NOTAZIONI BIOGRAFICHE

Laura Cionci nasce a Roma nel 1980. Vive e lavora tra l’Italia e il Sud America. Si forma all’Accademia di Belle Arti di Roma con il Prof. Gino Marotta e inizia il suo percorso artistico nel 2009. La sua ricerca si sviluppa intorno ai fenomeni sociali, approfondendo gli aspetti antropologici che rendono leggibili i diversi codici culturali, sociali e politici. Nel 2011 presenta Ipnagogie a Roma nella galleria Hybrida Contemporanea curata da Martina Sconci e nello stesso anno a Berlino presenta Adoquines curata da Fabio Campagna nella galleria 91 mq. Nel 2012 inizia il suo percorso internazionale con i progetti SAUDE! a Sao Paulo, all’interno del Sao Paulo Calling in Brasile, e il progetto Carnevalma in Uruguay al Museo del Carnaval, in Argentina al Centro Cultural Borges e in Colombia, nella zona Rosa, con una performance contaminante il canto, la fotografia e il video.

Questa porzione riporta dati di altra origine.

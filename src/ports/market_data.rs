//! Market data port - Vendor feed interface.
//!
//! REST snapshots seed the display state; streamed events keep it
//! current. Subscriptions are broadcast receivers so any number of
//! display buffers can attach without touching transport details.

use async_trait::async_trait;
use tokio::sync::broadcast;

use crate::domain::book::DepthSnapshot;
use crate::domain::candle::Candle;

/// A single trade print from the vendor stream.
#[derive(Debug, Clone, PartialEq)]
pub struct TradeTick {
    pub symbol: String,
    pub price: f64,
    pub quantity: f64,
    pub timestamp_ms: u64,
}

/// Trait for vendor market-data sources.
///
/// One instance serves exactly one symbol; a symbol change means
/// constructing a fresh source (feed disconnects are not retried).
#[async_trait]
pub trait MarketDataSource: Send + Sync + 'static {
    /// REST snapshot of the order book, truncated to `rows` levels.
    async fn depth_snapshot(&self, rows: usize) -> anyhow::Result<DepthSnapshot>;

    /// REST snapshot of historical candles, oldest first.
    async fn candles(&self, limit: usize) -> anyhow::Result<Vec<Candle>>;

    fn subscribe_depth(&self) -> broadcast::Receiver<DepthSnapshot>;

    fn subscribe_trades(&self) -> broadcast::Receiver<TradeTick>;

    fn subscribe_candles(&self) -> broadcast::Receiver<Candle>;
}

A Buenos Aires sviluppa vari progetti tra cui Colorem habet, substantiam vero alteram nella Facoltà di Diritto. Nel 2013 è in residenza all’Istituto di cultura Italiano di Montevideo e presenta vari progetti anche a Buenos Aires. A Buenos Aires, Napoli e Maranola è con “Valore Energetico”, performance e installazione nella città. Inizia un percorso internazionale con il progetto EXODUS curato da Emanuela Termine. Per la 9° giornata del contemporaneo è invitata a Lamezia Terme in residenza con “L’umore dell’amore”. Successivamente a Roma inizia il nuovo “ABRACADABRA”, che si svilupperà a Buenos Aires e nel 2014 a Montevideo con una grande opera per i 70 anni del Teatro de Verano. Ad aprile 2014 inaugura la mostra “PASODOBLE” nella storica galleria Franco Toselli a Milano. Inizia un nuovo percorso video, installativo e fotografico attraverso la ricerca del terzo paesaggio del “giardiniere” Gilles Clements e Masanobu Fukuoka che fa nascere il nuovo progetto FRICHE. Tra il 2014 e il 2015 è in residenza artistica presso la Fondazione AMALGAMA Cultural, a Cali in Colombia, dove torna nel 2016 per la III Biennale di Arte pubblica e Muralismo. Ancora con ABRACADABRA entra nel progetto “Waiting Posthuman” di cui fanno parte artisti, filosofi architetti e storici dell’arte. Collabora come fotografa per Stefano Boeri Architetti. Attualmente vive a Milano.